Hand in Hand by Patricia McCarthy
Patricia McCarthy has performed a wonderful conjuring trick in this memorable
sequence. The integral elements are themselves things of beauty, discrete
poems to stop and admire, the product of hard-won technical virtuosity.
Simultaneously they sustain and deepen the narrative momentum and reach;
the warp and weft of the poem shows again and again a superb control of
image, music and pattern. McCarthy’s use of the ‘mythic method’ shows her
as a latterday modernist; from first to last, we sense her homage to Eliot and
Joyce. Readers will all come to the story of Tristan and Iseult with their own
preconceptions; McCarthy honours and assimilates earlier versions, sources
and analogues.

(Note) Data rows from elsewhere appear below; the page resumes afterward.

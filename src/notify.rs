use log::error;

/// Notifier is the user-visible error surface of a session
pub trait Notifier: Send + Sync {
    fn notify(&self, message: &str);
}

/// Reports through the `log` facade at error level
#[derive(Debug, Default, Clone, Copy)]
pub struct LogNotifier;

impl Notifier for LogNotifier {
    fn notify(&self, message: &str) {
        error!("{}", message);
    }
}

At the same time she expands our psychological insights
into characters united and trapped by the knot of passion. Her emotional
insight makes the agonies and joys of plighted love (and attendant loss and
bereavement) both credible and thrilling. The characters are vividly placed but
transcend their settings to reach out to the reader. Hand in Hand is a miracle
of rare design.
Peter Carpenter
Hand in Hand is a tour de force. McCarthy has dived into the current of one of
the West’s most potent legend-myths – with all its psychological entanglements
and ancient symbols – and brought to bear to it an enchanting range of voices,
folklore images, verbal textures and poetic music. The result is a verbal Gobelin
tapestry, where fascinating detail on detail is subsumed into a wonderful whole.